After oil prices rose 3% Wednesday on reports of a drawdown in U.S. crude stocks and continued fighting in Ukraine, the gains were reversed on news that the U.S. could start releasing 1 million bpd from strategic reserves for several months, with a formal announcement expected by the White House today.
In mid-morning trading today, WTI futures were down 4.1% at $103.40/bbl, Brent was down 5.0% at $108.40/bbl and U.S. natural gas was up 3.6% at $5.81/MMBtu.
OPEC+ member nations will decide later today whether to stick to a modest output increase of 432,000 bpd in May.
U.S. crude stockpiles fell by a larger-than-expected 3.4 million barrels last week to the lowest level since late 2018, while emergency reserves fell to a two-decade low. Meanwhile, a surprise build in gasoline and distillate stocks tempered upward oil price pressure.
After seven weeks of holding steady, U.S. crude output inched up 100,000 bpd last week to 11.7 million bpd, while Gulf Coast refinery utilization rose to its highest level since January 2020.
U.S. gas storage is 17% below normal for this time of year despite record production, as surging exports to Europe keep supplies tight and prices high.
Toyota and Honda both defied parts shortages last month for respective production increases of 11% and 8.1% from a year ago.

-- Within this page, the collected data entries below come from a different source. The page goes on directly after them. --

impl UiState {
    /// Capture the session as the screen should show it
    pub fn capture(session: &Session<MemorySink>, direction: ScaleDirection, release_events: bool) -> Self {
        let context = *session.context();
        let sounding: BTreeSet<_> = session.sink().sounding().into_iter().collect();
        Self {
            root: context.root,
            mode: context.mode,
            base_octave: context.base_octave,
            tempo: session.tempo_bpm(),
            direction,
            enabled: session.is_enabled(),
            sustain_down: session.state().is_sustain_down(),
            show_help: session.help_visible(),
            release_events,
            rows: key_rows(session.controller().layout(), &context, &sounding),
            sounding: sounding.iter().map(|&midi| Pitch::from_midi(midi)).collect(),
            candidates: session.analyze_sounding(),
            status_message: None,
            status_time: None,
        }
    }

    /// Re-capture the session, keeping the current status message
    pub fn refresh(&mut self, session: &Session<MemorySink>, direction: ScaleDirection) {
        let status_message = self.status_message.take();
        let status_time = self.status_time.take();
        *self = Self {
            status_message,
            status_time,
            ..Self::capture(session, direction, self.release_events)
        };
    }

    /// Set a status message that will be displayed temporarily
    pub fn set_status(&mut self, message: impl Into<String>) {
        self.status_message = Some(message.into());
        self.status_time = Some(Instant::now());
    }

    /// Clear expired status message
    pub fn clear_expired_status(&mut self) {
        if let Some(time) = self.status_time {
            if time.elapsed() > Duration::from_secs(3) {
                self.status_message = None;
                self.status_time = None;
            }
        }
    }
}

/// Degree and octave offset for a click: columns split the width into
/// seven degrees, rows split the height into three octaves (top is high).
pub fn click_target(column: u16, row: u16, width: u16, height: u16) -> (u8, i8) {
    let width = u32::from(width.max(1));
    let height = u32::from(height.max(1));
    let degree = (u32::from(column) * 7 / width).min(6) as u8 + 1;
    let band = (u32::from(row) * 3 / height).min(2) as i8;
    (degree, 1 - band)
}

/// Work posted back to the event loop by timer tasks
#[derive(Debug, Clone, Copy, PartialEq)]
enum TimerEvent {
    Release(PendingRelease),
    ScaleStep(Pitch),
}

/// Redraw and input poll rate
const FRAME_RATE: u64 = 60;

fn next_direction(direction: ScaleDirection) -> ScaleDirection {
    match direction {
        ScaleDirection::Ascending => ScaleDirection::Descending,
        ScaleDirection::Descending => ScaleDirection::Both,
        ScaleDirection::Both => ScaleDirection::Ascending,
    }
}

/// Terminal performer application
pub struct App {
    session: Session<MemorySink>,
    /// Terminal handle
    terminal: Terminal<CrosstermBackend<Stdout>>,
    /// Runs note-off timers and paced previews
    runtime: Runtime,
    timer_tx: UnboundedSender<TimerEvent>,
    timer_rx: UnboundedReceiver<TimerEvent>,
    /// Scale preview in progress
    preview: Option<JoinHandle<()>>,
    direction: ScaleDirection,
    /// Screen snapshot and status message
    ui: UiState,
    /// Whether to continue running
    running: bool,
}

Logistics operators are increasingly asking for longer container ship charters, as much as 10 years, according to Flex LNG. Meanwhile, the charter market has shrunk by some 1.6 million TEUs of capacity since the first year of the pandemic.
Positive drug tests among U.S. workers hit a two-year high last year, led by positive results for THC, the active ingredient in marijuana, which were up 50% from 2017 despite fewer employers testing for the substance.